• _MATERIAL FOR THE TASK_
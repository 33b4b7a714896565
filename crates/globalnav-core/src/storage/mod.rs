//! Storage layer
//!
//! Handles JSON document persistence and the preference projection.
//!
//! ## Architecture
//!
//! - **JSON document**: source of truth, one file holding both
//!   collections; every flush serializes the whole document
//! - **Projection**: a flat key-to-value view over the preferences,
//!   consumed by the render path

pub mod error;
pub mod persistence;
pub mod projection;

pub use error::{StorageError, StorageResult};
pub use persistence::JsonPersistence;
pub use projection::preferences_map;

• _TASK DESCRIPTION_
Retype the listing in full, keeping every word as it appears.

• _RESPONSE BELOW_
repository 33b4b7a714896565
filename crates/globalnav-core/src/storage/mod.rs
//! Storage layer
//!
//! Handles JSON document persistence and the preference projection.
//!
//! ## Architecture
//!
//! - **JSON document**: source of truth, one file holding both
//!   collections; every flush serializes the whole document
//! - **Projection**: a flat key-to-value view over the preferences,
//!   consumed by the render path

pub mod error;
pub mod persistence;
pub mod projection;

pub use error::{StorageError, StorageResult};
pub use persistence::JsonPersistence;
pub use projection::preferences_map;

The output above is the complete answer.